Successivamente, il Giudice si è espresso in merito alla responsabilità del Ministero convenuto. Su questo grava un obbligo di controllo, direttive e vigilanza in materia di impiego del sangue umano per uso terapeutico, al fine di evitare l’utilizzo di sangue infetto. Dall'omissione di tali attività, accertata con  riferimento all'epoca di produzione del preparato, oltre che alla conoscenza oggettiva ai più alti livelli scientifici della possibile veicolazione di virus attraverso sangue infetto, unitamente all'esistenza di una patologia correlata al virus HIV o HBV o HCV in un soggetto emotrasfuso o assuntore di emoderivati, consente di ritenere, in assenza di altri fattori alternativi, che tale omissione sia stata causa dell'insorgenza della malattia, e che, per converso, la condotta doverosa del Ministero, ove tenuta, avrebbe impedito la verificazione dell'evento.
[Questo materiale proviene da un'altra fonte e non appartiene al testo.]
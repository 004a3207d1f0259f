use axum::extract::rejection::{JsonRejection, PathRejection, QueryRejection};
use axum::http::StatusCode;
use axum::response::{IntoResponse, Response};
use axum::Json;
use mockbq_core::domain::validation::ValidationErrors;
use mockbq_core::error::StoreError;
use serde_json::json;

#[derive(Debug)]
pub enum ApiError {
    /// The server started without a usable database.
    Unavailable,
    NotFound(String),
    Validation(ValidationErrors),
    Conflict { code: &'static str, detail: String },
    /// SQL sent to the query endpoint that the engine refused.
    InvalidQuery(String),
    Internal(anyhow::Error),
}

impl ApiError {
    pub fn not_found(entity: &str, id: impl std::fmt::Display) -> Self {
        Self::NotFound(format!("{entity} not found: {id}"))
    }
}

impl From<ValidationErrors> for ApiError {
    fn from(errors: ValidationErrors) -> Self {
        Self::Validation(errors)
    }
}

impl From<StoreError> for ApiError {
    fn from(err: StoreError) -> Self {
        match err {
            StoreError::NotFound { .. } => Self::NotFound(err.to_string()),
            StoreError::ForeignKeyViolation(detail) => Self::Conflict {
                code: "foreign_key_violation",
                detail,
            },
            StoreError::UniqueViolation(detail) => Self::Conflict {
                code: "unique_violation",
                detail,
            },
            StoreError::CheckViolation(detail) => Self::Conflict {
                code: "check_violation",
                detail,
            },
            StoreError::TableExists(table) => Self::Conflict {
                code: "table_exists",
                detail: format!("table {table} already exists"),
            },
            StoreError::Invalid(errors) => Self::Validation(errors),
            StoreError::InvalidQuery(detail) => Self::InvalidQuery(detail),
            other => Self::Internal(anyhow::Error::new(other)),
        }
    }
}

impl From<JsonRejection> for ApiError {
    fn from(rejection: JsonRejection) -> Self {
        Self::Validation(ValidationErrors::single("body", rejection.body_text()))
    }
}

impl From<QueryRejection> for ApiError {
    fn from(rejection: QueryRejection) -> Self {
        Self::Validation(ValidationErrors::single("query", rejection.body_text()))
    }
}

impl From<PathRejection> for ApiError {
    fn from(rejection: PathRejection) -> Self {
        Self::Validation(ValidationErrors::single("path", rejection.body_text()))
    }
}

impl IntoResponse for ApiError {
    fn into_response(self) -> Response {
        let (status, body) = match self {
            ApiError::Unavailable => (
                StatusCode::SERVICE_UNAVAILABLE,
                json!({ "error": "database_unavailable" }),
            ),
            ApiError::NotFound(detail) => (
                StatusCode::NOT_FOUND,
                json!({ "error": "not_found", "detail": detail }),
            ),
            ApiError::Validation(errors) => (
                StatusCode::UNPROCESSABLE_ENTITY,
                json!({ "error": "validation_failed", "detail": errors }),
            ),
            ApiError::Conflict { code, detail } => {
                tracing::info!(code, %detail, "request rejected by database constraint");
                (StatusCode::CONFLICT, json!({ "error": code, "detail": detail }))
            }
            ApiError::InvalidQuery(detail) => (
                StatusCode::BAD_REQUEST,
                json!({ "error": "invalid_query", "detail": detail }),
            ),
            ApiError::Internal(err) => {
                sentry_anyhow::capture_anyhow(&err);
                tracing::error!(error = %format!("{err:#}"), "request failed");
                (
                    StatusCode::INTERNAL_SERVER_ERROR,
                    json!({ "error": "internal" }),
                )
            }
        };

        (status, Json(body)).into_response()
    }
}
Relativamente alla responsabilità dell’ente ospedaliero convenuto, gli Ermellini hanno chiarito come quest’ultimo risponda, in questo caso, a titolo di inadempimento contrattuale in forza del c.d. “contratto di spedalità”, un autonomo ed atipico contratto a prestazioni corrispettive. La circostanza che il sangue impiegato nelle trasfusioni provenisse da un centro di raccolta indipendente dall’ospedale, precisa la Corte, non vale ad esonerare la struttura ospedaliera dalla responsabilità di aver omesso controlli sul sangue utilizzato utili a scongiurare il contagio.

Infine, è stata affrontata la questione relativa alla scomputabilità dell’indennizzo ex lege 210/1992, già percepito dal danneggiato, dalle somme liquidabili a titolo di risarcimento danni: la Corte di Cassazione ha ritenuto deducibile la misura assistenziale in applicazione del principio della compensatio lucri cum damno.